SUPPLIED ENTRIES Start Marker
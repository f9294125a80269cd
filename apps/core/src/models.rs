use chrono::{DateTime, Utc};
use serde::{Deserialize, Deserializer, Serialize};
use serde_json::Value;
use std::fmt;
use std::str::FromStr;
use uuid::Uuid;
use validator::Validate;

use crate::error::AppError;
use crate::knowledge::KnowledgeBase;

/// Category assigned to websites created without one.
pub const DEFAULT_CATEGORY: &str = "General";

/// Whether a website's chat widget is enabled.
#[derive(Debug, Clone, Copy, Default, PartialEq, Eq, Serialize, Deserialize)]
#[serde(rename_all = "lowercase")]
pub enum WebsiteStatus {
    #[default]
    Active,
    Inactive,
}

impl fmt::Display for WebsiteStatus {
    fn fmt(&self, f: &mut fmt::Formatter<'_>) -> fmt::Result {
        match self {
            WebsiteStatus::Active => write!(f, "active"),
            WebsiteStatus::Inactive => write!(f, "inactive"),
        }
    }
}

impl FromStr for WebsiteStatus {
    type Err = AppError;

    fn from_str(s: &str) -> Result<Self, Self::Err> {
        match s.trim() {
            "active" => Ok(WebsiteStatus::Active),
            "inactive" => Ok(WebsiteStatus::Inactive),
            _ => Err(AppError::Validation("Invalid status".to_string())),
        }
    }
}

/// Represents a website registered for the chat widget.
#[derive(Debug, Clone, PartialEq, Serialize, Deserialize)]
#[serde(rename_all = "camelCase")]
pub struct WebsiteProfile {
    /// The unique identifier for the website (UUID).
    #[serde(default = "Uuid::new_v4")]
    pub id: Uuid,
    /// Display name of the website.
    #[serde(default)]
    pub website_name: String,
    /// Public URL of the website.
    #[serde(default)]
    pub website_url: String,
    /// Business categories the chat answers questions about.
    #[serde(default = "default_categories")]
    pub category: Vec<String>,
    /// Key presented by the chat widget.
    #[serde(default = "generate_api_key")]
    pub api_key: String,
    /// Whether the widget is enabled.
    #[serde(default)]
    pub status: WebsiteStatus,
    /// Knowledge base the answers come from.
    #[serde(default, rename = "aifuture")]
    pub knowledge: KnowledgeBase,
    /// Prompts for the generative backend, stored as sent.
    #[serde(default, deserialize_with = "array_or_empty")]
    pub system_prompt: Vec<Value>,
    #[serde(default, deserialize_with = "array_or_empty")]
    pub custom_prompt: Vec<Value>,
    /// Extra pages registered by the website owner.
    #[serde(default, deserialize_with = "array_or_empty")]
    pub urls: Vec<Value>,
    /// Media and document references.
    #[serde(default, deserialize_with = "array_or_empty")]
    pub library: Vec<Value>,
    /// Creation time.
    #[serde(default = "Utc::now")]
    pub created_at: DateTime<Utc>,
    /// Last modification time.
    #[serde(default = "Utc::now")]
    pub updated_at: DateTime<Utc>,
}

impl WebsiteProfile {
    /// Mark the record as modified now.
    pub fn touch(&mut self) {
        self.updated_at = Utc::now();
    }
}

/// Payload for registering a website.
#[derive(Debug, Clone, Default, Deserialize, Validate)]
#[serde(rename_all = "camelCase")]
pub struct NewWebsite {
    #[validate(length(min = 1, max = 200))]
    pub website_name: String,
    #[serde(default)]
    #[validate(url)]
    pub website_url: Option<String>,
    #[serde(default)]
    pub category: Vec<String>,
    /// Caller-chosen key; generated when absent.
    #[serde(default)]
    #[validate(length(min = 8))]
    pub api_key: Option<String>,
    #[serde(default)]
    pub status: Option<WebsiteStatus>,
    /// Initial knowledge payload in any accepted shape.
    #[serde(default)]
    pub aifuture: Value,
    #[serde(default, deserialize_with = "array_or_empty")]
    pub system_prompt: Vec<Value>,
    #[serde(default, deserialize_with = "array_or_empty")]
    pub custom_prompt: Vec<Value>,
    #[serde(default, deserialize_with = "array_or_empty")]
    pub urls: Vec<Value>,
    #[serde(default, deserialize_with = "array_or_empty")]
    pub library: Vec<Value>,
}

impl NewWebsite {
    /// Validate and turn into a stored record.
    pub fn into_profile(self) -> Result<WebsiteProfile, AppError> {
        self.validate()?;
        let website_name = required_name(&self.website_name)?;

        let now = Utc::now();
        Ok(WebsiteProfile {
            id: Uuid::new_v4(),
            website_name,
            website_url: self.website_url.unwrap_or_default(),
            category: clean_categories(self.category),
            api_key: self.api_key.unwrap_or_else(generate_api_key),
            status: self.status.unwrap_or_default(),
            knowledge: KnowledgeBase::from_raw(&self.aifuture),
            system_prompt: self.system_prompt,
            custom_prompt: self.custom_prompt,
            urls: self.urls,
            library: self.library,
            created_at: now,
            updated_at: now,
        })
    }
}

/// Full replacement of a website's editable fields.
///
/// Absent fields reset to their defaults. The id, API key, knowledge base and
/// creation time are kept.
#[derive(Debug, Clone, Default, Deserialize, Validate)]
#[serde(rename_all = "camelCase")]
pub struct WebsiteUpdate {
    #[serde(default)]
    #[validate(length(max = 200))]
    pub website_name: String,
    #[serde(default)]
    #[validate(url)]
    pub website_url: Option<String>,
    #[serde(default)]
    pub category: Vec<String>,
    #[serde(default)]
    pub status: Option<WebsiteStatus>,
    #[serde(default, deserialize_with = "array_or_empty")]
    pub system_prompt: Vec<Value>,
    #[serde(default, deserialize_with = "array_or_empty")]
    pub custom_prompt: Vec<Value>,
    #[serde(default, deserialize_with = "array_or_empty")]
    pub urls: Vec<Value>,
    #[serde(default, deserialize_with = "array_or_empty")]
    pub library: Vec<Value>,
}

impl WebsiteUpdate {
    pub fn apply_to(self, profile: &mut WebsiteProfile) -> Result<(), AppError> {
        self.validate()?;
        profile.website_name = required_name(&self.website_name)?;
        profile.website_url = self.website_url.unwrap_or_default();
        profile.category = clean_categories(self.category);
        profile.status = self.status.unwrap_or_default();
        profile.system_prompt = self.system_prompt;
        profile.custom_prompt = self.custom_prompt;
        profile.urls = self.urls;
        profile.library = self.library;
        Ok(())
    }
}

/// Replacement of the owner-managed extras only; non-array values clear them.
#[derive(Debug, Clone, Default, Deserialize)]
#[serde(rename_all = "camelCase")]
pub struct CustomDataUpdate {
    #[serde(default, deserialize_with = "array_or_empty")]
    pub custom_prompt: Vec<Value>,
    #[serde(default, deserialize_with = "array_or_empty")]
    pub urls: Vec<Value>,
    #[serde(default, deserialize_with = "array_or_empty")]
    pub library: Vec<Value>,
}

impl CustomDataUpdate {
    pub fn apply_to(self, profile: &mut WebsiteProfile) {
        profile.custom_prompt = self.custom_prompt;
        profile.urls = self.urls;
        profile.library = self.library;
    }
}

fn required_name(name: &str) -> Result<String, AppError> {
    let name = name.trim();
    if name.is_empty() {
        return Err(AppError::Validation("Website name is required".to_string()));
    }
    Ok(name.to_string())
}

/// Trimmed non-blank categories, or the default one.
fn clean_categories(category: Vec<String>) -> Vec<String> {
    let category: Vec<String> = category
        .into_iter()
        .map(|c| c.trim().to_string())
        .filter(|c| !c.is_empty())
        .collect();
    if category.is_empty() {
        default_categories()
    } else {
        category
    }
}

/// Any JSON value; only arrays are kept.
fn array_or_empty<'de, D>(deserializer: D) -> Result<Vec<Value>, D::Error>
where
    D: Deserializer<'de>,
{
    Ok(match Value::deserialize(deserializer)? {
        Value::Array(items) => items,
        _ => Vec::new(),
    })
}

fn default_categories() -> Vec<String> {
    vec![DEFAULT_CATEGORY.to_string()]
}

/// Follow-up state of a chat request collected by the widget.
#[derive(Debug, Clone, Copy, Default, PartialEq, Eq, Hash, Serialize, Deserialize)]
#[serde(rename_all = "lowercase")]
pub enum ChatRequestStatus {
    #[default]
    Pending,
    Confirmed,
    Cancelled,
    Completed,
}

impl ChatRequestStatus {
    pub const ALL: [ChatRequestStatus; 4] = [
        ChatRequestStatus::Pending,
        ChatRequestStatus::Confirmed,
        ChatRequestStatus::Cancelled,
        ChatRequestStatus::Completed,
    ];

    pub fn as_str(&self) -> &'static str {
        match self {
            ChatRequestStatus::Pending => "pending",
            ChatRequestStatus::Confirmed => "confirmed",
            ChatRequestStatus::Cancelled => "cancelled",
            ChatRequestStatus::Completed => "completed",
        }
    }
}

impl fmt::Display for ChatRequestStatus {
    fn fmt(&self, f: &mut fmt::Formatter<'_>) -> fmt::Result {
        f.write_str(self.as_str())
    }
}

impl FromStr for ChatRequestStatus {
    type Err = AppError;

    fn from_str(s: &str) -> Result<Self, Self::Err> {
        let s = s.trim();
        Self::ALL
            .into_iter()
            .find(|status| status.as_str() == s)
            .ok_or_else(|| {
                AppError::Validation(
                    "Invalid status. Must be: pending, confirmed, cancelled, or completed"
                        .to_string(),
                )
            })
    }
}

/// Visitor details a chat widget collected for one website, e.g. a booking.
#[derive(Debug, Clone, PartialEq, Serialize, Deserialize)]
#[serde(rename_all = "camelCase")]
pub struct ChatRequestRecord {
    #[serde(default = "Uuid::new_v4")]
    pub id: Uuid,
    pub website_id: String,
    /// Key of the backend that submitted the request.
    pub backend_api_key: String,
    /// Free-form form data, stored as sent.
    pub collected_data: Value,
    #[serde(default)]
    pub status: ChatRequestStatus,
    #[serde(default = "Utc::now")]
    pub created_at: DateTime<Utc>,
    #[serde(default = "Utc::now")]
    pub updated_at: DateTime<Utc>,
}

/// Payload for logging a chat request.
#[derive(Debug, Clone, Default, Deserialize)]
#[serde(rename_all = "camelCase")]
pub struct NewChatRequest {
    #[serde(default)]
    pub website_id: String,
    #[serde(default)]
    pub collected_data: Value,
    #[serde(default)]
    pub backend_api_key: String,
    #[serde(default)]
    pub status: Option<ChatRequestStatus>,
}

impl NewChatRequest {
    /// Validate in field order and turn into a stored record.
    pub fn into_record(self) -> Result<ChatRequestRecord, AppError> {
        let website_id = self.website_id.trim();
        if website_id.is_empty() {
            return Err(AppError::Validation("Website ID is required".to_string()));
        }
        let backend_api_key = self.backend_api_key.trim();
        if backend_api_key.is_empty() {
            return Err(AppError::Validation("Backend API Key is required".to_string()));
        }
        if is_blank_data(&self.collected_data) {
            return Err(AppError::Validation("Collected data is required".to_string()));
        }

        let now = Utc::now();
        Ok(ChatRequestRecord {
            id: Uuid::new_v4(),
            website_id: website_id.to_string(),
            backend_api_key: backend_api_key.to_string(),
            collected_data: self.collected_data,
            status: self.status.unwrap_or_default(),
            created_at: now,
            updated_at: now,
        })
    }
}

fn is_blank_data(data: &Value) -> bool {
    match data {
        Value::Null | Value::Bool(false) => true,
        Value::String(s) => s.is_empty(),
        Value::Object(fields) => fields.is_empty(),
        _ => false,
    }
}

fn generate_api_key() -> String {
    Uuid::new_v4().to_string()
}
SUPPLIED ENTRIES End Marker
SUPPLIED ENTRIES Start Marker
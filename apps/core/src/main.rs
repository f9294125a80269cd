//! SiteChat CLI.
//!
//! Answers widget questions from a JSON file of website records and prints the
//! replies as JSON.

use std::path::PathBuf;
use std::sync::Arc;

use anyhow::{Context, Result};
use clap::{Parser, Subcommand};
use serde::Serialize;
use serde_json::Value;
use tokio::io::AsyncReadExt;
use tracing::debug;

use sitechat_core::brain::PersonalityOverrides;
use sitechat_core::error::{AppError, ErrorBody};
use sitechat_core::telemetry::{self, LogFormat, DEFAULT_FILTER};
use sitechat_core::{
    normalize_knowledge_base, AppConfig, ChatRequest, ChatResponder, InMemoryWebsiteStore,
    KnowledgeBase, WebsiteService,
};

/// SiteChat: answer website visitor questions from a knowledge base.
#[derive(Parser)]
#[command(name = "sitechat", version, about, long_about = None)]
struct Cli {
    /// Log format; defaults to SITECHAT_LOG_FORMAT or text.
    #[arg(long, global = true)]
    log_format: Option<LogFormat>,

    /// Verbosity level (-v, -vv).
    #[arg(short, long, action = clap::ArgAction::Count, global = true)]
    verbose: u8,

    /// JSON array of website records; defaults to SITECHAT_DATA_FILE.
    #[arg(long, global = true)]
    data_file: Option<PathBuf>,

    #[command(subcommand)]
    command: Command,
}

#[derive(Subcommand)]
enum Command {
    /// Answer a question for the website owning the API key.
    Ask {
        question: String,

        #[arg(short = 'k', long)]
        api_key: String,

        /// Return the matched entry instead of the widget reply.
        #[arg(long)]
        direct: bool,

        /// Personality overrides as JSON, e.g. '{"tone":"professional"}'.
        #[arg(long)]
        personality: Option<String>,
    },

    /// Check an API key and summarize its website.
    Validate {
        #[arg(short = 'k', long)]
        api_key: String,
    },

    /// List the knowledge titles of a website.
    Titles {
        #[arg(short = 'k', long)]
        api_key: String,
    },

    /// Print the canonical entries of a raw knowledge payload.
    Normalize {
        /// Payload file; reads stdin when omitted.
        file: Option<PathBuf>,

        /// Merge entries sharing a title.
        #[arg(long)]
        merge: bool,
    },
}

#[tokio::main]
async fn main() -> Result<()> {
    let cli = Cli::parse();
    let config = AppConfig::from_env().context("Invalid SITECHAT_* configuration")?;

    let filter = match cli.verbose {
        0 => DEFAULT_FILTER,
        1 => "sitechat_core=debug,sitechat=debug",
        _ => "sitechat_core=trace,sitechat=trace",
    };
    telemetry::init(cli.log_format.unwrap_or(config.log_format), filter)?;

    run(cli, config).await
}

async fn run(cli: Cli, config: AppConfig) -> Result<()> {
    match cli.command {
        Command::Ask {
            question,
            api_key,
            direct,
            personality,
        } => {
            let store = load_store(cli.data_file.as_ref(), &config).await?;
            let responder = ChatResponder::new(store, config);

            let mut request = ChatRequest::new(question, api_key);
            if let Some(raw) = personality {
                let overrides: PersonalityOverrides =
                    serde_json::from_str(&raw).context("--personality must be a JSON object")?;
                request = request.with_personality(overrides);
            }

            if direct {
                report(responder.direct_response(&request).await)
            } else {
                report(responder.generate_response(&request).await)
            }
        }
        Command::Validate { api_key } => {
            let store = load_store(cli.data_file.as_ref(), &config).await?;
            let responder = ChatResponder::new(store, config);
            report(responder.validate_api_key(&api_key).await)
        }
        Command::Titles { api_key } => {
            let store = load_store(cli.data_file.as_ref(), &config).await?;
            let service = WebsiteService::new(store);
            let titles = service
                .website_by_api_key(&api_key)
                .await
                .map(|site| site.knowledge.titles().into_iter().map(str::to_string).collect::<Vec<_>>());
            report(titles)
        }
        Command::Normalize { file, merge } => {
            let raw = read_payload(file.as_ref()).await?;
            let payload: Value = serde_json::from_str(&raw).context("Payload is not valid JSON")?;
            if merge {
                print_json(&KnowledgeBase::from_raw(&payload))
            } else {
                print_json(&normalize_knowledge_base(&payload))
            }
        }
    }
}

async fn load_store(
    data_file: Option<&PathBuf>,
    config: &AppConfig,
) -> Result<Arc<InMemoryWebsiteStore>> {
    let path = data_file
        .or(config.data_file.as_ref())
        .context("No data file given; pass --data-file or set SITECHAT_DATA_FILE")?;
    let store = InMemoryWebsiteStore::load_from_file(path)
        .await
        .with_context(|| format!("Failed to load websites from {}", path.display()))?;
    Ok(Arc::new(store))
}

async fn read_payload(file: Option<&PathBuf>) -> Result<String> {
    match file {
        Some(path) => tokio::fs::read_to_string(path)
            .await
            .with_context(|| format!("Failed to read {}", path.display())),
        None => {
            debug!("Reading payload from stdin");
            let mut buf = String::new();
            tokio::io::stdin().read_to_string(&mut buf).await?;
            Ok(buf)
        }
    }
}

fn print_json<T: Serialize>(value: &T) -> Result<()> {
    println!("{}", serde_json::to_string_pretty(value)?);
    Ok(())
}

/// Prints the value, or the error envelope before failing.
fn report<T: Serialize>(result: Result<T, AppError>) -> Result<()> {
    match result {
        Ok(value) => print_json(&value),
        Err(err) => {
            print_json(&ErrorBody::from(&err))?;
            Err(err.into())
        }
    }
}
SUPPLIED ENTRIES End Marker
## DESCRIPTION OF THE TASK
Every line with the word "enabled" in it should be copied from the listing above.

## RESULT
/// Whether a website's chat widget is enabled.
    /// Whether the widget is enabled.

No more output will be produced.